### EXERCISE REQUIREMENTS
Scan the records below for the line with "list_descriptors(&self) -> MeshResult<Vec<AgentDescriptor>>;" and the line with "the next write.". Repeat those two lines and every line between them exactly, and nothing else.

┌─ DATA SUPPLIED

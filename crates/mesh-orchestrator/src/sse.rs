//! Incremental decoder for `data: <json>` event lines.

use bytes::{Buf, BytesMut};
use mesh_core::AgentMessage;
use tracing::trace;

/// Terminal marker some agents send instead of closing the stream
const DONE_MARKER: &str = "[DONE]";

/// Splits a byte stream into lines and decodes `data:` payloads.
///
/// Bytes are buffered until a newline arrives, so multi-byte characters
/// and JSON split across network chunks decode correctly. Blank lines,
/// non-`data` fields and payloads that are not valid JSON are skipped.
#[derive(Debug, Default)]
pub struct EventDecoder {
    buffer: BytesMut,
    done: bool,
}

impl EventDecoder {
    /// Create an empty decoder
    #[must_use]
    pub fn new() -> Self {
        Self::default()
    }

    /// Whether a `[DONE]` marker has been seen
    #[must_use]
    pub fn is_done(&self) -> bool {
        self.done
    }

    /// Feed a chunk and return every message completed by it
    pub fn push(&mut self, chunk: &[u8]) -> Vec<AgentMessage> {
        self.buffer.extend_from_slice(chunk);

        let mut messages = Vec::new();
        while let Some(pos) = self.buffer.iter().position(|b| *b == b'\n') {
            let line = self.buffer.split_to(pos);
            self.buffer.advance(1);
            if let Some(message) = self.decode_line(&line) {
                messages.push(message);
            }
        }
        messages
    }

    /// Decode whatever remains once the byte stream has ended
    pub fn finish(&mut self) -> Option<AgentMessage> {
        let rest = self.buffer.split();
        self.decode_line(&rest)
    }

    fn decode_line(&mut self, line: &[u8]) -> Option<AgentMessage> {
        if self.done {
            return None;
        }

        let line = String::from_utf8_lossy(line);
        let line = line.trim_end_matches('\r');
        let data = line.strip_prefix("data:")?.trim();

        if data.is_empty() {
            return None;
        }
        if data == DONE_MARKER {
            self.done = true;
            return None;
        }

        match serde_json::from_str(data) {
            Ok(value) => Some(AgentMessage::new(value)),
            Err(e) => {
                trace!(error = %e, "Dropping unparseable event line");
                None
            }
        }
    }
}
//! Explicit request context threaded through every call.

use secrecy::{ExposeSecret, SecretString};
use uuid::Uuid;

/// Per-request values forwarded to agents.
///
/// The bearer token is opaque to the mesh: it is never inspected or logged,
/// only forwarded as an `Authorization` header.
#[derive(Debug, Clone)]
pub struct RequestContext {
    /// Unique identifier for this request, used in log fields
    pub request_id: String,
    /// Caller's conversation session id
    pub session_id: String,
    token: SecretString,
}

impl RequestContext {
    /// Create a context with a freshly generated request id
    #[must_use]
    pub fn new(session_id: impl Into<String>, token: impl Into<String>) -> Self {
        Self {
            request_id: Uuid::new_v4().to_string(),
            session_id: session_id.into(),
            token: SecretString::new(token.into()),
        }
    }

    /// Override the request id (e.g. to propagate an upstream id)
    #[must_use]
    pub fn with_request_id(mut self, request_id: impl Into<String>) -> Self {
        self.request_id = request_id.into();
        self
    }

    /// The bearer token to forward
    #[must_use]
    pub fn bearer_token(&self) -> &str {
        self.token.expose_secret()
    }
}
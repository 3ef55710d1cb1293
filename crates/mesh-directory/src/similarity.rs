//! Vector similarity.

/// Cosine similarity of two vectors.
///
/// Returns 0.0 when the lengths differ or either vector has zero norm.
#[must_use]
pub fn cosine_similarity(a: &[f32], b: &[f32]) -> f32 {
    if a.len() != b.len() || a.is_empty() {
        return 0.0;
    }

    let mut dot = 0.0_f32;
    let mut norm_a = 0.0_f32;
    let mut norm_b = 0.0_f32;
    for (x, y) in a.iter().zip(b) {
        dot += x * y;
        norm_a += x * x;
        norm_b += y * y;
    }

    let denom = norm_a.sqrt() * norm_b.sqrt();
    if denom == 0.0 {
        0.0
    } else {
        dot / denom
    }
}
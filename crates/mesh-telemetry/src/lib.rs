//! # Mesh Telemetry
//!
//! Observability for the agent mesh.
//!
//! This crate provides:
//! - Structured logging setup on top of `tracing-subscriber`
//! - Prometheus metrics for routing, agent invocations, discovery and heartbeats

#![forbid(unsafe_code)]
#![warn(missing_docs)]

pub mod logging;
pub mod metrics;

// Re-export main types
pub use logging::{init_logging, LogFormat, LoggingConfig, TelemetryError};
pub use metrics::{InvocationOutcome, MeshMetrics};
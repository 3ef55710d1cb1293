//! Collaborator traits: embedding and inference providers.
//!
//! Both are external to the mesh. Implementations live in `mesh-providers`
//! or are injected by the hosting process.

use crate::error::MeshResult;
use async_trait::async_trait;
use serde::{Deserialize, Serialize};

/// Role of a chat turn
#[derive(Debug, Clone, Copy, PartialEq, Eq, Serialize, Deserialize)]
#[serde(rename_all = "lowercase")]
pub enum ChatRole {
    /// System instructions
    System,
    /// End-user input
    User,
    /// Model output
    Assistant,
}

/// One role/content turn sent to an inference provider
#[derive(Debug, Clone, PartialEq, Eq, Serialize, Deserialize)]
pub struct ChatTurn {
    /// Speaker role
    pub role: ChatRole,
    /// Turn text
    pub content: String,
}

impl ChatTurn {
    /// A system turn
    #[must_use]
    pub fn system(content: impl Into<String>) -> Self {
        Self {
            role: ChatRole::System,
            content: content.into(),
        }
    }

    /// A user turn
    #[must_use]
    pub fn user(content: impl Into<String>) -> Self {
        Self {
            role: ChatRole::User,
            content: content.into(),
        }
    }
}

/// Text -> fixed-dimension vector.
///
/// `dimension()` must be constant for the lifetime of the provider and every
/// vector returned by `embed` must have exactly that length.
#[async_trait]
pub trait EmbeddingProvider: Send + Sync {
    /// Embed a single text
    async fn embed(&self, text: &str) -> MeshResult<Vec<f32>>;

    /// Vector dimension produced by this provider
    fn dimension(&self) -> usize;

    /// Provider name used in logs
    fn name(&self) -> &str {
        "embedding"
    }
}

/// Role/content turns -> completion text.
#[async_trait]
pub trait InferenceProvider: Send + Sync {
    /// Request a completion
    async fn complete(&self, messages: &[ChatTurn]) -> MeshResult<String>;

    /// Provider name used in logs
    fn name(&self) -> &str {
        "inference"
    }
}
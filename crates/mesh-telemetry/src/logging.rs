//! Structured logging setup.

use serde::{Deserialize, Serialize};
use tracing::info;
use tracing_subscriber::{fmt, layer::SubscriberExt, util::SubscriberInitExt, EnvFilter, Layer};

/// Log output format
#[derive(Debug, Clone, Copy, PartialEq, Eq, Default, Serialize, Deserialize)]
#[serde(rename_all = "lowercase")]
pub enum LogFormat {
    /// Human-readable output
    #[default]
    Pretty,
    /// One JSON object per line
    Json,
}

impl std::str::FromStr for LogFormat {
    type Err = TelemetryError;

    fn from_str(s: &str) -> Result<Self, Self::Err> {
        match s.to_ascii_lowercase().as_str() {
            "pretty" | "text" => Ok(Self::Pretty),
            "json" => Ok(Self::Json),
            other => Err(TelemetryError::InvalidFormat(other.to_string())),
        }
    }
}

/// Logging configuration
#[derive(Debug, Clone, Serialize, Deserialize)]
pub struct LoggingConfig {
    /// Default filter directive, overridden by `RUST_LOG` when set
    #[serde(default = "default_level")]
    pub level: String,

    /// Output format
    #[serde(default)]
    pub format: LogFormat,

    /// Include the event target (module path)
    #[serde(default = "default_true")]
    pub with_target: bool,
}

fn default_level() -> String {
    "info".to_string()
}

fn default_true() -> bool {
    true
}

impl Default for LoggingConfig {
    fn default() -> Self {
        Self {
            level: default_level(),
            format: LogFormat::default(),
            with_target: true,
        }
    }
}

impl LoggingConfig {
    /// Create a new logging configuration
    #[must_use]
    pub fn new() -> Self {
        Self::default()
    }

    /// Set the log level
    #[must_use]
    pub fn with_level(mut self, level: impl Into<String>) -> Self {
        self.level = level.into();
        self
    }

    /// Set the output format
    #[must_use]
    pub fn with_format(mut self, format: LogFormat) -> Self {
        self.format = format;
        self
    }
}

/// Initialize the global tracing subscriber
///
/// # Errors
/// Returns error if a global subscriber is already installed
pub fn init_logging(config: &LoggingConfig) -> Result<(), TelemetryError> {
    let filter =
        EnvFilter::try_from_default_env().unwrap_or_else(|_| EnvFilter::new(&config.level));

    let registry = tracing_subscriber::registry();

    match config.format {
        LogFormat::Pretty => registry
            .with(
                fmt::layer()
                    .with_target(config.with_target)
                    .with_filter(filter),
            )
            .try_init(),
        LogFormat::Json => registry
            .with(
                fmt::layer()
                    .json()
                    .with_target(config.with_target)
                    .with_current_span(true)
                    .with_filter(filter),
            )
            .try_init(),
    }
    .map_err(|e| TelemetryError::Init(e.to_string()))?;

    info!(level = %config.level, format = ?config.format, "Logging initialized");
    Ok(())
}

/// Telemetry initialization error
#[derive(Debug, thiserror::Error)]
pub enum TelemetryError {
    /// Failed to install the subscriber
    #[error("Failed to initialize logging: {0}")]
    Init(String),
    /// Unknown log format
    #[error("Unknown log format: {0}")]
    InvalidFormat(String),
    /// Metric registration failed
    #[error("Metrics error: {0}")]
    Metrics(#[from] prometheus::Error),
}
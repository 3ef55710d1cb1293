//! Storage backends for agent descriptors and their embedding vectors.
//!
//! A store keeps two independent TTL-bounded records per agent: the JSON
//! descriptor and the embedding vector. Either may expire (or be missing)
//! without the other; the directory treats a vector hit without a
//! descriptor as "not found".

use crate::similarity::cosine_similarity;
use async_trait::async_trait;
use chrono::{DateTime, Utc};
use mesh_core::{AgentDescriptor, MeshResult};
use parking_lot::RwLock;
use std::cmp::Ordering;
use std::collections::HashMap;
use std::sync::Arc;
use std::time::Duration;
use tokio::time::Instant;

/// A vector search hit
#[derive(Debug, Clone, PartialEq)]
pub struct ScoredAgent {
    /// Agent id of the stored vector
    pub agent_id: String,
    /// Cosine similarity to the query vector
    pub score: f32,
}

/// Ordering used for all search results: score descending, then agent id
/// ascending so equal scores are deterministic.
pub(crate) fn rank(a: &ScoredAgent, b: &ScoredAgent) -> Ordering {
    b.score
        .partial_cmp(&a.score)
        .unwrap_or(Ordering::Equal)
        .then_with(|| a.agent_id.cmp(&b.agent_id))
}

/// Backend for descriptor and vector records
#[async_trait]
pub trait AgentStore: Send + Sync {
    /// Upsert a descriptor record with the given TTL
    async fn put_descriptor(&self, descriptor: &AgentDescriptor, ttl: Duration) -> MeshResult<()>;

    /// Upsert a vector record with the given TTL
    async fn put_vector(&self, agent_id: &str, vector: Vec<f32>, ttl: Duration) -> MeshResult<()>;

    /// Fetch a live descriptor
    async fn get_descriptor(&self, agent_id: &str) -> MeshResult<Option<AgentDescriptor>>;

    /// Refresh both records of a live agent and stamp its heartbeat.
    ///
    /// `last_heartbeat` becomes `max(now, registered_at)`. Returns `false`
    /// when no live descriptor exists.
    async fn touch(&self, agent_id: &str, ttl: Duration, now: DateTime<Utc>) -> MeshResult<bool>;

    /// Set the health flag of a live descriptor without touching its TTL.
    /// Returns `false` when no live descriptor exists.
    async fn set_health(&self, agent_id: &str, is_healthy: bool) -> MeshResult<bool>;

    /// Delete both records; absent records are not an error
    async fn remove(&self, agent_id: &str) -> MeshResult<()>;

    /// All live descriptors, in no particular order
    async fn list_descriptors(&self) -> MeshResult<Vec<AgentDescriptor>>;

    /// Up to `limit` live vectors nearest to `query`
    async fn nearest(&self, query: &[f32], limit: usize) -> MeshResult<Vec<ScoredAgent>>;

    /// Backend name for logs
    fn name(&self) -> &'static str;
}

#[derive(Debug, Clone)]
struct Expiring<T> {
    value: T,
    expires_at: Instant,
}

impl<T> Expiring<T> {
    fn new(value: T, ttl: Duration) -> Self {
        Self {
            value,
            expires_at: Instant::now() + ttl,
        }
    }

    fn is_live(&self, now: Instant) -> bool {
        now < self.expires_at
    }

    fn refresh(&mut self, ttl: Duration) {
        self.expires_at = Instant::now() + ttl;
    }
}

/// In-process store.
///
/// Expiry is measured with [`tokio::time::Instant`], so tests running on a
/// paused clock can advance past a TTL deterministically. Expired records
/// are invisible immediately and swept on the next write.
#[derive(Debug, Clone, Default)]
pub struct MemoryAgentStore {
    descriptors: Arc<RwLock<HashMap<String, Expiring<AgentDescriptor>>>>,
    vectors: Arc<RwLock<HashMap<String, Expiring<Vec<f32>>>>>,
}

impl MemoryAgentStore {
    /// Create an empty store
    #[must_use]
    pub fn new() -> Self {
        Self::default()
    }

    /// Number of live descriptor records
    #[must_use]
    pub fn len(&self) -> usize {
        let now = Instant::now();
        self.descriptors
            .read()
            .values()
            .filter(|entry| entry.is_live(now))
            .count()
    }

    /// Whether no live descriptor records exist
    #[must_use]
    pub fn is_empty(&self) -> bool {
        self.len() == 0
    }

    fn sweep(&self) {
        let now = Instant::now();
        self.descriptors.write().retain(|_, entry| entry.is_live(now));
        self.vectors.write().retain(|_, entry| entry.is_live(now));
    }
}

#[async_trait]
impl AgentStore for MemoryAgentStore {
    async fn put_descriptor(&self, descriptor: &AgentDescriptor, ttl: Duration) -> MeshResult<()> {
        self.sweep();
        self.descriptors.write().insert(
            descriptor.agent_id.clone(),
            Expiring::new(descriptor.clone(), ttl),
        );
        Ok(())
    }

    async fn put_vector(&self, agent_id: &str, vector: Vec<f32>, ttl: Duration) -> MeshResult<()> {
        self.vectors
            .write()
            .insert(agent_id.to_string(), Expiring::new(vector, ttl));
        Ok(())
    }

    async fn get_descriptor(&self, agent_id: &str) -> MeshResult<Option<AgentDescriptor>> {
        let now = Instant::now();
        Ok(self
            .descriptors
            .read()
            .get(agent_id)
            .filter(|entry| entry.is_live(now))
            .map(|entry| entry.value.clone()))
    }

    async fn touch(&self, agent_id: &str, ttl: Duration, now: DateTime<Utc>) -> MeshResult<bool> {
        let clock = Instant::now();
        {
            let mut descriptors = self.descriptors.write();
            match descriptors.get_mut(agent_id) {
                Some(entry) if entry.is_live(clock) => {
                    entry.value.last_heartbeat = now.max(entry.value.registered_at);
                    entry.refresh(ttl);
                }
                _ => return Ok(false),
            }
        }

        if let Some(entry) = self.vectors.write().get_mut(agent_id) {
            if entry.is_live(clock) {
                entry.refresh(ttl);
            }
        }

        Ok(true)
    }

    async fn set_health(&self, agent_id: &str, is_healthy: bool) -> MeshResult<bool> {
        let now = Instant::now();
        let mut descriptors = self.descriptors.write();
        match descriptors.get_mut(agent_id) {
            Some(entry) if entry.is_live(now) => {
                entry.value.is_healthy = is_healthy;
                Ok(true)
            }
            _ => Ok(false),
        }
    }

    async fn remove(&self, agent_id: &str) -> MeshResult<()> {
        self.descriptors.write().remove(agent_id);
        self.vectors.write().remove(agent_id);
        Ok(())
    }

    async fn list_descriptors(&self) -> MeshResult<Vec<AgentDescriptor>> {
        let now = Instant::now();
        Ok(self
            .descriptors
            .read()
            .values()
            .filter(|entry| entry.is_live(now))
            .map(|entry| entry.value.clone())
            .collect())
    }

    async fn nearest(&self, query: &[f32], limit: usize) -> MeshResult<Vec<ScoredAgent>> {
        let now = Instant::now();
        let mut scored: Vec<ScoredAgent> = self
            .vectors
            .read()
            .iter()
            .filter(|(_, entry)| entry.is_live(now))
            .map(|(agent_id, entry)| ScoredAgent {
                agent_id: agent_id.clone(),
                score: cosine_similarity(query, &entry.value),
            })
            .collect();

        scored.sort_by(rank);
        scored.truncate(limit);
        Ok(scored)
    }

    fn name(&self) -> &'static str {
        "memory"
    }
}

└─

### SOLUTION TO THIS TASK
    async fn list_descriptors(&self) -> MeshResult<Vec<AgentDescriptor>>;

    /// Up to `limit` live vectors nearest to `query`
    async fn nearest(&self, query: &[f32], limit: usize) -> MeshResult<Vec<ScoredAgent>>;

    /// Backend name for logs
    fn name(&self) -> &'static str;
}

#[derive(Debug, Clone)]
struct Expiring<T> {
    value: T,
    expires_at: Instant,
}

impl<T> Expiring<T> {
    fn new(value: T, ttl: Duration) -> Self {
        Self {
            value,
            expires_at: Instant::now() + ttl,
        }
    }

    fn is_live(&self, now: Instant) -> bool {
        now < self.expires_at
    }

    fn refresh(&mut self, ttl: Duration) {
        self.expires_at = Instant::now() + ttl;
    }
}

/// In-process store.
///
/// Expiry is measured with [`tokio::time::Instant`], so tests running on a
/// paused clock can advance past a TTL deterministically. Expired records
/// are invisible immediately and swept on the next write.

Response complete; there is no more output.